TASK DETAILS: Among the entries that follow, find every line with the word "Serialize" and list it.
● ● ● ● ● ● ●
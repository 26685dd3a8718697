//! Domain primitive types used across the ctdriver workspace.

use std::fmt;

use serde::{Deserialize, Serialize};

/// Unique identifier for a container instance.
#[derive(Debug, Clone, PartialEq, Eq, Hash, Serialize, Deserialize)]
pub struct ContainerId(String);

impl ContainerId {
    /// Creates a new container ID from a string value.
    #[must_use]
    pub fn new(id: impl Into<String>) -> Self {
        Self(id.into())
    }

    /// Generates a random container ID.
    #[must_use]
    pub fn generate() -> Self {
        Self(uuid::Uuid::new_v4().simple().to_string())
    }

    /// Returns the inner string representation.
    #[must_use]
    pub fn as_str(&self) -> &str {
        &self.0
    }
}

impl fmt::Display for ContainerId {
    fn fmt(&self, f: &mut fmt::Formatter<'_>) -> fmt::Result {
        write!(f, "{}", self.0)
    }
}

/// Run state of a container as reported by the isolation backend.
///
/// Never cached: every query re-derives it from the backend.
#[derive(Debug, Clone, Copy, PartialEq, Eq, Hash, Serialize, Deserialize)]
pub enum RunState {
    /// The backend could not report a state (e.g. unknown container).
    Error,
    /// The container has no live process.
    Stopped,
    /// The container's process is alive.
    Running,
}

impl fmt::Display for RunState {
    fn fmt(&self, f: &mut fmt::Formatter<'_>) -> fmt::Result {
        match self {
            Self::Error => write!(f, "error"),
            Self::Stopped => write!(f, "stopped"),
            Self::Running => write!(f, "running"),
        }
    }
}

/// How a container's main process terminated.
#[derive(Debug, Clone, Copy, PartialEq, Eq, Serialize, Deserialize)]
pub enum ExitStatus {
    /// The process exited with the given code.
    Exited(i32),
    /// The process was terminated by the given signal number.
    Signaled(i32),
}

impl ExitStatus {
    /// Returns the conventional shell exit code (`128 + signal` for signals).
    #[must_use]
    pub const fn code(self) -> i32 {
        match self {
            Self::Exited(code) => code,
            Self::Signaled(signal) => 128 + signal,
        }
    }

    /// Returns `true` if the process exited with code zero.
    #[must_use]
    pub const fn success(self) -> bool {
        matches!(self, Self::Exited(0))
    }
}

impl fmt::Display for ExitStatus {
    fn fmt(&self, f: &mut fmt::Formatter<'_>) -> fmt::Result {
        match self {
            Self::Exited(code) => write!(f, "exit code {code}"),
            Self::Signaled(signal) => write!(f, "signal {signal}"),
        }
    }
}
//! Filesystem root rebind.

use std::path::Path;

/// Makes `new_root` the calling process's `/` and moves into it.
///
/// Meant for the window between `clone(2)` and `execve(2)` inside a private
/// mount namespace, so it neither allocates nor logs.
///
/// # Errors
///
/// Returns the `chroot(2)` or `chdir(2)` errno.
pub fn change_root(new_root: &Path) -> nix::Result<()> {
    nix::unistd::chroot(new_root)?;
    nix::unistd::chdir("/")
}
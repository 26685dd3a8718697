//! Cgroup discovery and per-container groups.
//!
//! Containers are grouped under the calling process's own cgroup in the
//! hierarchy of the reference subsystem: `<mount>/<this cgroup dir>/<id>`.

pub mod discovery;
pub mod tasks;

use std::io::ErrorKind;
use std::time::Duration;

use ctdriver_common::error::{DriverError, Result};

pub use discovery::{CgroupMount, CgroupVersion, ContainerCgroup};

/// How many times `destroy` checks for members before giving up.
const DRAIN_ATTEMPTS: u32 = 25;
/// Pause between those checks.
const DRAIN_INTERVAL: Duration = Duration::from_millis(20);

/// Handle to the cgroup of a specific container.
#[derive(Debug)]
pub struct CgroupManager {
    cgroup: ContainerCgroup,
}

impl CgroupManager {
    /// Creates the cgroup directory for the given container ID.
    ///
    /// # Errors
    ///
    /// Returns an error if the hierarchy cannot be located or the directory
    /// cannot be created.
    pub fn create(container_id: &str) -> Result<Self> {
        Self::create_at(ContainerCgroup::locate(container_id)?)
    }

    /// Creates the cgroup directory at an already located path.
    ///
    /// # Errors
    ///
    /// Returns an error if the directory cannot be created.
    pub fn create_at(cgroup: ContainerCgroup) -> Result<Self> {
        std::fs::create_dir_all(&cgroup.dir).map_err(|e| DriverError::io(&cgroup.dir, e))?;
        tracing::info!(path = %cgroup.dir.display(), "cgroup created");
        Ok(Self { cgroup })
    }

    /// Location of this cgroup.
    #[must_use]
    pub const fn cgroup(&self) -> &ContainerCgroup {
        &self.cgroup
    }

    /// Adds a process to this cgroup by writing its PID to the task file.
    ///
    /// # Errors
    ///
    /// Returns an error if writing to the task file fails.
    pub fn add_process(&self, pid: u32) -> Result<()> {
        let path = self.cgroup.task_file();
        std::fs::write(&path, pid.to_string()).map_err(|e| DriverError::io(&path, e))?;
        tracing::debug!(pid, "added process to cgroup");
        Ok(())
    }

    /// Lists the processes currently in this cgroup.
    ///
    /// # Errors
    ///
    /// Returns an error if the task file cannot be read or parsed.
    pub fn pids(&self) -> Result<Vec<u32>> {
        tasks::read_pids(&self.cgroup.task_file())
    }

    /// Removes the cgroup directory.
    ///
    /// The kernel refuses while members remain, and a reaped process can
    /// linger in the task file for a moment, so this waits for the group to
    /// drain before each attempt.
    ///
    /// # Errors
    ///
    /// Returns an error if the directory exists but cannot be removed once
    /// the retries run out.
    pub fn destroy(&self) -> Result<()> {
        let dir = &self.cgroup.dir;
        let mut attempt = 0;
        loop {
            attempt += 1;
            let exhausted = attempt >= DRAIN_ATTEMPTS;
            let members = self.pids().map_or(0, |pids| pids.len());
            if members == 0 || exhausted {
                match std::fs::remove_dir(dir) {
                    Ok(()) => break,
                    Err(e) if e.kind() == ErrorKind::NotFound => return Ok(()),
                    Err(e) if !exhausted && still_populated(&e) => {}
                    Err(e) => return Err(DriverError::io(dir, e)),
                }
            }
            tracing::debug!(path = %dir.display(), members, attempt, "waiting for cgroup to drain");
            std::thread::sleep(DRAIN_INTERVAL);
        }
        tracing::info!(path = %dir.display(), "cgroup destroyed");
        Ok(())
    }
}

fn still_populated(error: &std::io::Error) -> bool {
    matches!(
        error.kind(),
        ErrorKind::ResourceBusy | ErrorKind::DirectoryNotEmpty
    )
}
● ● ● ● ● ● ●
WRITTEN SOLUTION:
use serde::{Deserialize, Serialize};
#[derive(Debug, Clone, PartialEq, Eq, Hash, Serialize, Deserialize)]
#[derive(Debug, Clone, Copy, PartialEq, Eq, Hash, Serialize, Deserialize)]
#[derive(Debug, Clone, Copy, PartialEq, Eq, Serialize, Deserialize)]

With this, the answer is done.